Nelle “Piccole Patrie” d’Italia cresce al voglia di contarsi sul tema dell’autodeterminazione e dell’autonomismo spinto
Il referendum scozzese, malgrado la sconfitta degli indipendentisti più netta delle previsioni dell’ultima ora, resta un modello da seguire agli occhi di chi vuol affrancare l’Italia del nord da Roma. Il fronte politico guidato dalla Lega Nord – che in Veneto chiede indipendenza e in Lombardia punta invece su una forte autonomia – aveva sperato di sfruttare l’effetto domino di una vittoria del sì scozzese. Ora deve concentrarsi sul metodo, per allargare il consenso.

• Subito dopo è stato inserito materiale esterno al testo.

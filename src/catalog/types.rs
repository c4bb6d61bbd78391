use serde::{Deserialize, Serialize};
use std::fmt;

pub type DbId = u64;
pub type TableId = u64;
pub type IndexId = u64;
pub type JobId = u64;
pub type TxnId = u64;

#[derive(Debug, Clone, Copy, Serialize, Deserialize, PartialEq, Eq, Hash)]
pub enum ColumnType {
    Boolean,
    TinyInt,
    SmallInt,
    Int,
    BigInt,
    LargeInt,
    Float,
    Double,
    Decimal { precision: u8, scale: u8 },
    Date,
    Datetime,
    Char(u16),
    Varchar(u32),
}

impl ColumnType {
    /// Floating point columns cannot be part of a sort key.
    pub fn can_be_key(self) -> bool {
        !matches!(self, ColumnType::Float | ColumnType::Double)
    }
}

impl fmt::Display for ColumnType {
    fn fmt(&self, f: &mut fmt::Formatter<'_>) -> fmt::Result {
        match self {
            ColumnType::Boolean => write!(f, "BOOLEAN"),
            ColumnType::TinyInt => write!(f, "TINYINT"),
            ColumnType::SmallInt => write!(f, "SMALLINT"),
            ColumnType::Int => write!(f, "INT"),
            ColumnType::BigInt => write!(f, "BIGINT"),
            ColumnType::LargeInt => write!(f, "LARGEINT"),
            ColumnType::Float => write!(f, "FLOAT"),
            ColumnType::Double => write!(f, "DOUBLE"),
            ColumnType::Decimal { precision, scale } => write!(f, "DECIMAL({precision},{scale})"),
            ColumnType::Date => write!(f, "DATE"),
            ColumnType::Datetime => write!(f, "DATETIME"),
            ColumnType::Char(len) => write!(f, "CHAR({len})"),
            ColumnType::Varchar(len) => write!(f, "VARCHAR({len})"),
        }
    }
}

#[derive(Debug, Clone, Copy, Serialize, Deserialize, PartialEq, Eq, Default)]
pub enum TableEngine {
    #[default]
    Olap,
    Mysql,
    Broker,
}

impl TableEngine {
    pub fn supports_alter(self) -> bool {
        matches!(self, TableEngine::Olap)
    }
}

impl fmt::Display for TableEngine {
    fn fmt(&self, f: &mut fmt::Formatter<'_>) -> fmt::Result {
        match self {
            // Native tables report the engine under the product name.
            TableEngine::Olap => write!(f, "StarRocks"),
            TableEngine::Mysql => write!(f, "MYSQL"),
            TableEngine::Broker => write!(f, "BROKER"),
        }
    }
}
use crate::alter::job::AlterJob;
use crate::catalog::CatalogImage;
use crate::checkpoint::loader::list_checkpoints;
use crate::error::FeError;
use serde::{Deserialize, Serialize};
use sha2::{Digest, Sha256};
use std::fs;
use std::io::Write;
use std::path::Path;
use std::time::{SystemTime, UNIX_EPOCH};
use tempfile::NamedTempFile;

pub(crate) const CHECKPOINT_PREFIX: &str = "image_";
pub(crate) const CHECKPOINT_SUFFIX: &str = ".fe.zst";

#[derive(Debug, Clone, Serialize, Deserialize, PartialEq, Eq)]
pub struct CheckpointMeta {
    pub filename: String,
    pub seq: u64,
    pub sha256_hex: String,
    pub created_at_micros: u64,
}

#[derive(Debug, Clone, Serialize, Deserialize, PartialEq, Eq)]
pub struct CheckpointData {
    pub seq: u64,
    pub catalog: CatalogImage,
    #[serde(default)]
    pub jobs: Vec<AlterJob>,
}

pub fn checkpoint_file_name(seq: u64) -> String {
    format!("{CHECKPOINT_PREFIX}{seq:016}{CHECKPOINT_SUFFIX}")
}

/// Writes `image_{seq}.fe.zst`: zstd-compressed MessagePack followed by a
/// sha256 trailer over the compressed bytes. The file appears atomically.
pub fn write_checkpoint(data: &CheckpointData, dir: &Path) -> Result<CheckpointMeta, FeError> {
    fs::create_dir_all(dir)?;
    let encoded = rmp_serde::to_vec_named(data).map_err(|e| FeError::Encode(e.to_string()))?;
    let compressed = zstd::stream::encode_all(encoded.as_slice(), 3)
        .map_err(|e| FeError::Io(std::io::Error::other(e.to_string())))?;
    let trailer = Sha256::digest(&compressed);
    let mut payload = compressed;
    payload.extend_from_slice(&trailer);

    let filename = checkpoint_file_name(data.seq);
    let final_path = dir.join(&filename);
    let mut tmp = NamedTempFile::new_in(dir)?;
    tmp.write_all(&payload)?;
    tmp.flush()?;
    tmp.as_file().sync_all()?;
    tmp.persist(&final_path).map_err(|e| FeError::Io(e.error))?;

    Ok(CheckpointMeta {
        filename,
        seq: data.seq,
        sha256_hex: hex::encode(Sha256::digest(&payload)),
        created_at_micros: now_micros(),
    })
}

/// Deletes all but the newest `keep` images. Returns how many were removed.
pub fn prune_checkpoints(dir: &Path, keep: usize) -> Result<usize, FeError> {
    let images = list_checkpoints(dir)?;
    let excess = images.len().saturating_sub(keep);
    for (_, path) in images.iter().take(excess) {
        fs::remove_file(path)?;
    }
    Ok(excess)
}

fn now_micros() -> u64 {
    SystemTime::now()
        .duration_since(UNIX_EPOCH)
        .unwrap_or_default()
        .as_micros() as u64
}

Per il governatore lombardo Roberto Maroni «non bisogna avere timore di consentire al popolo di esprimersi, ma imitare quanto accaduto in Gran Bretagna», confermando la volontà di indire un referendum consultivo sull’ipotesi di una Lombardia che rimanga sì italiana, ma con uno Statuto speciale decisamente spinto, sul modello della regione Sicilia o del confinante Trentino Alto Adige. L’obiettivo del governatore leghista è di trattenere sul territorio una gran parte degli introiti fiscali che ora vanno tutti a sfamare lo Stato centralista e le realtà assistite. Per Maroni, «un referendum non può essere decisivo, perché la materia è costituzionale, prerogativa quindi del Parlamento. Ma una mobilitazione popolare sarebbe un segnale politico di forte pressione, se vero che la Scozia avrà comunque grandi vantaggi dopo il voto al referendum».

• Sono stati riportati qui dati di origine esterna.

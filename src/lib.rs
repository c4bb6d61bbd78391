pub mod alter;
pub mod catalog;
pub mod checkpoint;
pub mod cluster;
pub mod config;
pub mod error;
pub mod journal;
#[cfg(test)]
mod lib_tests;
pub mod offline;
pub mod query;
pub mod recovery;

pub use crate::alter::job::{AlterJob, AlterJobInfo, JobState, JobType};
pub use crate::alter::scheduler::{AlterScheduler, SchedulerHandle, TickReport};
pub use crate::alter::{Alter, AlterClause, AlterTableRequest};
pub use crate::catalog::{Catalog, CreateTableRequest};
pub use crate::config::FeConfig;
pub use crate::error::FeError;

use crate::catalog::types::{JobId, TableId};
use crate::checkpoint::{CheckpointData, CheckpointMeta, prune_checkpoints, write_checkpoint};
use crate::cluster::ClusterServices;
use crate::error::ResourceType;
use crate::journal::{FileJournal, Journal};
use crate::query::{PlanFragment, ScanRequest, plan_scan};
use crate::recovery::{RecoveryReport, recover};
use parking_lot::Mutex;
use std::collections::BTreeMap;
use std::fs;
use std::path::{Path, PathBuf};
use std::sync::Arc;
use std::time::Duration;
use tracing::info;

const JOURNAL_DIR: &str = "journal";
const CHECKPOINT_DIR: &str = "checkpoints";
const CHECKPOINTS_TO_KEEP: usize = 2;

/// Creates a directory with restrictive permissions (0o700 on Unix).
fn create_private_dir_all(path: &Path) -> Result<(), FeError> {
    #[cfg(unix)]
    {
        use std::fs::DirBuilder;
        use std::os::unix::fs::DirBuilderExt;

        DirBuilder::new().recursive(true).mode(0o700).create(path)?;
        if !fs::metadata(path)?.is_dir() {
            return Err(FeError::Validation(format!(
                "path is not a directory: {}",
                path.display()
            )));
        }
    }
    #[cfg(not(unix))]
    {
        fs::create_dir_all(path)?;
    }
    Ok(())
}

/// One frontend node: the catalog, the alter job engine and its scheduler,
/// backed by a journal and (optionally) checkpoint images.
pub struct Frontend {
    config: FeConfig,
    catalog: Arc<Catalog>,
    alter: Arc<Alter>,
    scheduler: Arc<AlterScheduler>,
    scheduler_handle: Mutex<Option<SchedulerHandle>>,
    checkpoint_dir: Option<PathBuf>,
    recovery: RecoveryReport,
}

impl Frontend {
    /// Opens (or creates) a frontend rooted at `dir`, recovering any state a
    /// previous process left there. The scheduler is not started.
    pub fn open(config: FeConfig, dir: &Path, cluster: ClusterServices) -> Result<Self, FeError> {
        config.validate()?;
        create_private_dir_all(dir)?;
        let checkpoint_dir = dir.join(CHECKPOINT_DIR);
        create_private_dir_all(&checkpoint_dir)?;
        let journal = FileJournal::open(dir.join(JOURNAL_DIR), &config)?;
        Self::open_with_journal(config, Arc::new(journal), Some(checkpoint_dir), cluster)
    }

    /// Opens a frontend over an existing journal. Without a checkpoint
    /// directory, [`Frontend::checkpoint`] is unavailable.
    pub fn open_with_journal(
        config: FeConfig,
        journal: Arc<dyn Journal>,
        checkpoint_dir: Option<PathBuf>,
        cluster: ClusterServices,
    ) -> Result<Self, FeError> {
        config.validate()?;
        info!(
            alter_scheduler_interval_ms = config.alter_scheduler_interval_ms,
            max_concurrent_job_steps = config.max_concurrent_job_steps,
            max_job_step_attempts = config.max_job_step_attempts,
            alter_job_timeout_ms = config.alter_job_timeout_ms,
            history_job_keep_ms = config.history_job_keep_ms,
            db_lock_timeout_ms = config.db_lock_timeout_ms,
            durability_mode = ?config.durability_mode,
            recovery_mode = ?config.recovery_mode,
            "femeta config"
        );
        let catalog = Arc::new(Catalog::new(journal));
        let alter = Arc::new(Alter::new(Arc::clone(&catalog), cluster, config.clone()));
        let recovery = recover(&catalog, &alter, checkpoint_dir.as_deref(), &config)?;
        let scheduler = Arc::new(AlterScheduler::new(Arc::clone(&alter), config.clone()));
        Ok(Self {
            config,
            catalog,
            alter,
            scheduler,
            scheduler_handle: Mutex::new(None),
            checkpoint_dir,
            recovery,
        })
    }

    pub fn config(&self) -> &FeConfig {
        &self.config
    }

    pub fn catalog(&self) -> &Arc<Catalog> {
        &self.catalog
    }

    pub fn alter(&self) -> &Arc<Alter> {
        &self.alter
    }

    pub fn scheduler(&self) -> &Arc<AlterScheduler> {
        &self.scheduler
    }

    pub fn recovery_report(&self) -> RecoveryReport {
        self.recovery
    }

    /// Starts the periodic scheduler loop on the current tokio runtime. A
    /// second call while the loop is running is a no-op.
    pub fn start_scheduler(&self) {
        let mut handle = self.scheduler_handle.lock();
        if handle.as_ref().is_some_and(SchedulerHandle::is_running) {
            return;
        }
        *handle = Some(Arc::clone(&self.scheduler).spawn());
    }

    pub fn is_scheduler_running(&self) -> bool {
        self.scheduler_handle
            .lock()
            .as_ref()
            .is_some_and(SchedulerHandle::is_running)
    }

    /// Runs one scheduler pass on the calling thread.
    pub fn tick(&self) -> TickReport {
        self.scheduler.tick()
    }

    /// Stops the scheduler loop and, when checkpoints are configured, writes
    /// a final image.
    pub async fn shutdown(&self) -> Result<(), FeError> {
        let handle = self.scheduler_handle.lock().take();
        if let Some(handle) = handle {
            handle.shutdown().await;
        }
        if self.checkpoint_dir.is_some() {
            self.checkpoint()?;
        }
        Ok(())
    }

    pub fn create_database(&self, name: &str) -> Result<(), FeError> {
        self.catalog.create_database(name).map(|_| ())
    }

    pub fn drop_database(&self, name: &str) -> Result<(), FeError> {
        self.catalog.drop_database(name)
    }

    pub fn create_table(&self, db_name: &str, request: CreateTableRequest) -> Result<TableId, FeError> {
        self.catalog.create_table(db_name, request)
    }

    pub fn drop_table(&self, db_name: &str, table_name: &str) -> Result<(), FeError> {
        self.catalog.drop_table(db_name, table_name)
    }

    pub fn drop_rollup(&self, db_name: &str, table_name: &str, rollup_name: &str) -> Result<(), FeError> {
        self.catalog.drop_rollup(db_name, table_name, rollup_name)
    }

    /// Accepts an ALTER TABLE request and returns as soon as the job is
    /// journaled in PENDING.
    pub fn process_alter_table(&self, request: &AlterTableRequest) -> Result<JobId, FeError> {
        self.alter.process_alter_table(request)
    }

    pub fn cancel_alter_job(&self, job_id: JobId, reason: &str) -> Result<(), FeError> {
        self.alter.cancel_alter_job(job_id, reason)
    }

    pub fn get_alter_jobs(&self, job_type: JobType) -> BTreeMap<JobId, AlterJob> {
        self.alter.get_alter_jobs(job_type)
    }

    pub fn job_info(&self, job_id: JobId) -> Result<AlterJobInfo, FeError> {
        self.alter.job_info(job_id)
    }

    /// Waits until the job reaches a terminal state. Something else has to
    /// drive the job: the scheduler loop or explicit ticks.
    pub async fn wait_for_job(&self, job_id: JobId, timeout: Duration) -> Result<AlterJob, FeError> {
        let slot = self
            .alter
            .slot(job_id)
            .ok_or_else(|| FeError::not_found(ResourceType::AlterJob, job_id.to_string()))?;
        let mut rx = slot.subscribe();
        drop(slot);
        match tokio::time::timeout(timeout, rx.wait_for(AlterJob::is_done)).await {
            Ok(Ok(job)) => Ok((*job).clone()),
            Ok(Err(_)) => Err(FeError::not_found(ResourceType::AlterJob, job_id.to_string())),
            Err(_) => Err(FeError::Timeout),
        }
    }

    pub fn plan_query(&self, request: &ScanRequest) -> Result<PlanFragment, FeError> {
        plan_scan(&self.catalog, request)
    }

    /// Writes a checkpoint image of the catalog and every known job, then
    /// drops journal segments and older images it makes redundant.
    pub fn checkpoint(&self) -> Result<CheckpointMeta, FeError> {
        let dir = self.checkpoint_dir.as_deref().ok_or_else(|| {
            FeError::Validation("no checkpoint directory configured".into())
        })?;
        let data = {
            let _exclusive = self.catalog.begin_checkpoint();
            CheckpointData {
                seq: self.catalog.journal().last_seq(),
                catalog: self.catalog.image(),
                jobs: self.alter.all_jobs(),
            }
        };
        let meta = write_checkpoint(&data, dir)?;
        let purged_segments = self.catalog.journal().purge_through(data.seq)?;
        let pruned_images = prune_checkpoints(dir, CHECKPOINTS_TO_KEEP)?;
        info!(
            seq = data.seq,
            file = %meta.filename,
            jobs = data.jobs.len(),
            purged_segments,
            pruned_images,
            "checkpoint written"
        );
        Ok(meta)
    }
}

impl std::fmt::Debug for Frontend {
    fn fmt(&self, f: &mut std::fmt::Formatter<'_>) -> std::fmt::Result {
        f.debug_struct("Frontend")
            .field("checkpoint_dir", &self.checkpoint_dir)
            .field("alter", &self.alter)
            .field("scheduler_running", &self.is_scheduler_running())
            .finish_non_exhaustive()
    }
}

Il vento della voglia di maggiore indipendenza o, in subordine, di un autonomismo spinto spira anche su altre realtà italiane che vorrebbero maggiore autonomia, ad iniziare da un Veneto incassato ora tra le autonomie speciali del Trentino Alto Adige e del Friuli Venezia Giulia. Per il governatore del Veneto Luca Zaia «si rotto un argine, crolla anche questo tabù, questo totem del fatto che non si debba mai chiedere». «Il vento giusto comincia a girare anche da noi», dice Roberto Cota dal Piemonte dove la Gioventura Piemonteisa vuole chiedere un referendum analogo a quello scozzese. L’Union Valdotaine fa notare che, nonostante il risultato, da Edimburgo arriva il segnale ai paesi e all’Europa che «non si può più andare avanti così. In Alto Adige i partiti di lingua tedesca si sono detti delusi dell’esito del referendum sull’indipendenza della Scozia. «Ora – ha detto il segretario della Svp Philipp Achammer, alleata a Bolzano come a Roma del centralista PD di Renzi – arrivato il momento per discutere seriamente sul futuro dell’Europa come Europa delle Regioni con più autonomia per gli enti locali». La Suedtiroler Freiheit, il partito di Eva Klotz, esprime rammarico ma parla comunque di «una festa della democrazia. L’autodeterminazione è possibile, anche se l’esito del referendum va rispettato». «Ieri la Scozia, domani l’Alto Adige», commentano i Freiheitlichen, mentre secondo Andreas Poeder (Buerger Union) il voto in Scozia «è un voto per la democrazia e per l’autodeterminazione e un capitolo nella storia dell’Ue». Gli Schuetzen parlano comunque di un “incredibile successo”, solo per il fatto che il referendum sia stato possibile.
Quanto agli scenari immediati, mentre il Veneto chiede a Roma di ritirare l’impugnativa alla Corte Costituzionale della legge regionale che ha autorizzato il referendum consuntivo sull’autodeterminazione della regione, rimandando in alto mare la celebrazione dello stesso, in Lombardia si sono già stanziati i fondi per la sua celebrazione: 30 milioni di euro, anche se l’iter per l’apertura delle urne non è stato ancora avviato: il principale problema di Maroni è trovare i voti dei due terzi dei consiglieri, necessari per un via libera che eviti lo smacco in Aula. Il centrodestra si è già espresso a favore di questa proposta che di fatto sostituisce quella di una macroregione del Nord che nel programma elettorale del 2013 ipotizzava un negoziato con il Governo, mai decollato, per ottenere più competenze.